Exercise: From the listing below, copy each line that holds "ChatMessage".

Data for the task:
use std::pin::Pin;
use std::sync::Arc;
use std::time::Duration;

use futures::Stream;
use serde::Deserialize;
use tokio::sync::mpsc;
use tokio_util::sync::CancellationToken;
use tracing::{debug, info, warn};
use uuid::Uuid;

use super::ConversationId;
use super::prompt::{self, ChatMessage};
use super::registry::{GenerationHandle, SessionRegistry};
use crate::config::Config;
use crate::error::{InferError, Result};
use crate::model::{self, ModelGateway, SamplingParams};

/// Literal sentinel that ends every response stream.
pub const END_TOKEN: &str = "[DONE]";

/// One conversation turn submitted for generation.
#[derive(Debug, Clone, Default, Deserialize)]
pub struct GenerationRequest {
    #[serde(default, rename = "conversationId", alias = "conversation_id")]
    pub conversation_id: Option<ConversationId>,
    #[serde(default)]
    pub prompt: Option<String>,
    #[serde(
        default,
        rename = "chatHistory",
        alias = "chat_history",
        alias = "history"
    )]
    pub history: Option<Vec<ChatMessage>>,
    #[serde(
        default,
        rename = "projectFiles",
        alias = "project_files",
        alias = "fileContext"
    )]
    pub file_context: Option<Vec<String>>,
    /// Caller-supplied id, only used to correlate log lines.
    #[serde(default, rename = "correlationId", alias = "correlation_id")]
    pub correlation_id: Option<String>,
}

#[cfg(test)]
impl GenerationRequest {
    pub fn new(conversation_id: ConversationId) -> Self {
        Self {
            conversation_id: Some(conversation_id),
            ..Self::default()
        }
    }

    pub fn prompt(mut self, prompt: impl Into<String>) -> Self {
        self.prompt = Some(prompt.into());
        self
    }

    pub fn history(mut self, history: Vec<ChatMessage>) -> Self {
        self.history = Some(history);
        self
    }

    pub fn files(mut self, files: Vec<String>) -> Self {
        self.file_context = Some(files);
        self
    }
}

/// Item of the caller-facing stream.  `Done` is always the last item and
/// appears exactly once, whatever ended the generation.
#[derive(Debug)]
pub enum GenerationEvent {
    Token(String),
    Failed(InferError),
    Done,
}

pub type GenerationStream = Pin<Box<dyn Stream<Item = GenerationEvent> + Send>>;

/// What the background task hands to the consumer.
type Fragment = Result<String>;

#[derive(Debug, Clone)]
pub struct CoordinatorOptions {
    pub system_prompt: String,
    pub channel_capacity: usize,
    pub stop_join_timeout: Duration,
}

impl From<&Config> for CoordinatorOptions {
    fn from(config: &Config) -> Self {
        Self {
            system_prompt: config.system_prompt.clone(),
            channel_capacity: config.generation.channel_capacity.max(1),
            stop_join_timeout: Duration::from_millis(config.generation.stop_join_timeout_ms),
        }
    }
}

/// Runs streaming generations against the shared model, at most one per
/// conversation.
pub struct GenerationCoordinator {
    gateway: Arc<dyn ModelGateway>,
    registry: Arc<SessionRegistry>,
    options: CoordinatorOptions,
    sampling: SamplingParams,
}

impl GenerationCoordinator {
    pub fn new(gateway: Arc<dyn ModelGateway>, options: CoordinatorOptions) -> Self {
        Self {
            gateway,
            registry: Arc::new(SessionRegistry::new()),
            options,
            sampling: SamplingParams::default(),
        }
    }

    pub fn gateway(&self) -> &Arc<dyn ModelGateway> {
        &self.gateway
    }

    pub fn registry(&self) -> &Arc<SessionRegistry> {
        &self.registry
    }

    /// Start a generation and return the stream of its output.
    ///
    /// Input errors are returned before anything is allocated.  Any
    /// generation already running for the same conversation is stopped
    /// first.
    pub async fn start(&self, request: GenerationRequest) -> Result<GenerationStream> {
        let GenerationRequest {
            conversation_id,
            prompt,
            history,
            file_context,
            correlation_id,
        } = request;

        debug!(
            conversation_id = ?conversation_id,
            correlation_id = correlation_id.as_deref().unwrap_or("-"),
            prompt_len = prompt.as_deref().map_or(0, str::len),
            history = history.as_ref().map_or(0, Vec::len),
            files = file_context.as_ref().map_or(0, Vec::len),
            "generate requested"
        );

        let resolved = prompt::resolve(prompt.as_deref(), history.unwrap_or_default())?;
        let conversation_id = conversation_id.ok_or(InferError::MissingConversationId)?;
        let file_context = file_context.unwrap_or_default();

        // Templating and tokenization may be slow for real tokenizers.
        let gateway = Arc::clone(&self.gateway);
        let system_prompt = self.options.system_prompt.clone();
        let (full_prompt, prompt_tokens) = tokio::task::spawn_blocking(move || {
            let text = prompt::build(gateway.as_ref(), &system_prompt, &resolved, &file_context);
            let tokens = gateway.count_tokens(&text)?;
            Ok::<_, InferError>((text, tokens))
        })
        .await
        .map_err(|e| InferError::Generation(format!("prompt task join error: {e}")))??;

        let context_window = self.gateway.context_window();
        let budget = model::generation_budget(context_window, prompt_tokens);
        if prompt_tokens >= context_window {
            warn!(
                conversation_id,
                prompt_tokens,
                context_window,
                "prompt fills the context window, generating a single token"
            );
        }

        let cancel = CancellationToken::new();
        let (tx, rx) = mpsc::channel::<Fragment>(self.options.channel_capacity);
        let handle = GenerationHandle::new(conversation_id, cancel.clone());
        let session = handle.session;

        let previous = self.registry.register(handle);

        // Owns the new entry from here on: if this future is dropped at any
        // later await, the guard removes it.
        let guard = SessionGuard {
            conversation_id,
            session,
            cancel: cancel.clone(),
            registry: Arc::clone(&self.registry),
            join_timeout: self.options.stop_join_timeout,
            released: false,
        };

        if let Some(previous) = previous {
            info!(
                conversation_id,
                previous = %previous.session,
                "stopping previous generation"
            );
            release(previous, self.options.stop_join_timeout).await;
        }

        let task = tokio::task::spawn_blocking({
            let gateway = Arc::clone(&self.gateway);
            let sampling = self.sampling.clone();
            let cancel = cancel.clone();
            move || {
                run_generation(
                    gateway.as_ref(),
                    &full_prompt,
                    budget,
                    &sampling,
                    &cancel,
                    &tx,
                );
            }
        });

        if self.registry.attach_task(conversation_id, session, task).is_err() {
            // Stopped between registration and launch; the token is already
            // cancelled so the task exits at its first step.
            debug!(conversation_id, session = %session, "session stopped before launch");
        }

        info!(
            conversation_id,
            session = %session,
            prompt_tokens,
            budget,
            "generation started"
        );

        Ok(Box::pin(relay(rx, cancel, guard)))
    }

    /// Stop the generation for `conversation_id`, if any.  Unknown ids are
    /// a no-op.
    pub async fn stop(&self, conversation_id: ConversationId) {
        match self.registry.remove(conversation_id) {
            Some(handle) => {
                info!(conversation_id, session = %handle.session, "stopping generation");
                release(handle, self.options.stop_join_timeout).await;
            }
            None => debug!(conversation_id, "stop requested, no active generation"),
        }
    }

    /// Stop every active generation (used on shutdown).
    pub async fn stop_all(&self) {
        if self.registry.is_empty() {
            return;
        }
        info!(active = self.registry.len(), "stopping all generations");
        for conversation_id in self.registry.active_ids() {
            self.stop(conversation_id).await;
        }
    }
}

/// Body of the background task: drive the model and forward fragments.
fn run_generation(
    gateway: &dyn ModelGateway,
    prompt: &str,
    budget: usize,
    sampling: &SamplingParams,
    cancel: &CancellationToken,
    tx: &mpsc::Sender<Fragment>,
) {
    let should_stop = || cancel.is_cancelled();
    // Blocks while the channel is full; fails once the consumer is gone.
    let mut forward = |fragment: String| tx.blocking_send(Ok(fragment)).is_ok();

    match gateway.generate(prompt, budget, sampling, &should_stop, &mut forward) {
        Ok(()) => debug!("generation finished"),
        Err(InferError::CancelledByCaller) => debug!("generation cancelled"),
        Err(e) => {
            warn!(err = %e, "generation failed");
            if tx.blocking_send(Err(e)).is_err() {
                debug!("consumer gone before the failure could be delivered");
            }
        }
    }
}

/// Consumer side: relay fragments until the producer finishes, fails, or
/// the session is cancelled, release the session, then emit `Done`.
fn relay(
    mut rx: mpsc::Receiver<Fragment>,
    cancel: CancellationToken,
    guard: SessionGuard,
) -> impl Stream<Item = GenerationEvent> + Send {
    async_stream::stream! {
        let mut guard = guard;
        let mut failure = None;

        loop {
            let next = tokio::select! {
                biased;
                _ = cancel.cancelled() => None,
                item = rx.recv() => Some(item),
            };

            match next {
                Some(Some(Ok(fragment))) => yield GenerationEvent::Token(fragment),
                Some(Some(Err(e))) => {
                    failure = Some(e);
                    break;
                }
                Some(None) => {
                    debug!(conversation_id = guard.conversation_id, "stream complete");
                    break;
                }
                None => {
                    rx.close();
                    debug!(conversation_id = guard.conversation_id, "stream stopped");
                    break;
                }
            }
        }

        guard.release().await;

        if let Some(e) = failure {
            yield GenerationEvent::Failed(e);
        }
        yield GenerationEvent::Done;
    }
}

/// Ties a consumer stream to its registry entry.  Released explicitly when
/// the stream ends, or on drop when the consumer abandons it.
struct SessionGuard {
    conversation_id: ConversationId,
    session: Uuid,
    cancel: CancellationToken,
    registry: Arc<SessionRegistry>,
    join_timeout: Duration,
    released: bool,
}

impl SessionGuard {
    async fn release(&mut self) {
        if let Some(handle) = self.take() {
            release(handle, self.join_timeout).await;
        }
    }

    /// Claim this session's registry entry.  `None` when it was already
    /// released, stopped, or replaced by a newer generation.
    fn take(&mut self) -> Option<GenerationHandle> {
        if self.released {
            return None;
        }
        self.released = true;
        self.cancel.cancel();
        self.registry.remove_session(self.conversation_id, self.session)
    }
}

impl Drop for SessionGuard {
    fn drop(&mut self) {
        let Some(handle) = self.take() else {
            return;
        };

        debug!(
            conversation_id = self.conversation_id,
            session = %self.session,
            "stream abandoned, releasing session"
        );

        match tokio::runtime::Handle::try_current() {
            Ok(rt) => {
                rt.spawn(release(handle, self.join_timeout));
            }
            // No runtime to wait on; the task is already cancelled and
            // dropping its handle detaches it.
            Err(_) => drop(handle),
        }
    }
}

/// Release a generation that has been removed from the registry: signal
/// cancellation and wait (bounded) for the background task.
///
/// Stop requests, replacement by a newer generation, and stream completion
/// all end up here.
async fn release(mut handle: GenerationHandle, join_timeout: Duration) {
    handle.cancel.cancel();

    let Some(task) = handle.task.take() else {
        return;
    };

    match tokio::time::timeout(join_timeout, task).await {
        Ok(Ok(())) => debug!(
            conversation_id = handle.conversation_id,
            session = %handle.session,
            "generation task exited"
        ),
        Ok(Err(e)) => warn!(
            conversation_id = handle.conversation_id,
            session = %handle.session,
            err = %e,
            "generation task panicked"
        ),
        Err(_) => debug!(
            conversation_id = handle.conversation_id,
            session = %handle.session,
            "generation task still running after stop timeout, detaching"
        ),
    }
}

Your solution:
use super::prompt::{self, ChatMessage};
    pub history: Option<Vec<ChatMessage>>,
    pub fn history(mut self, history: Vec<ChatMessage>) -> Self {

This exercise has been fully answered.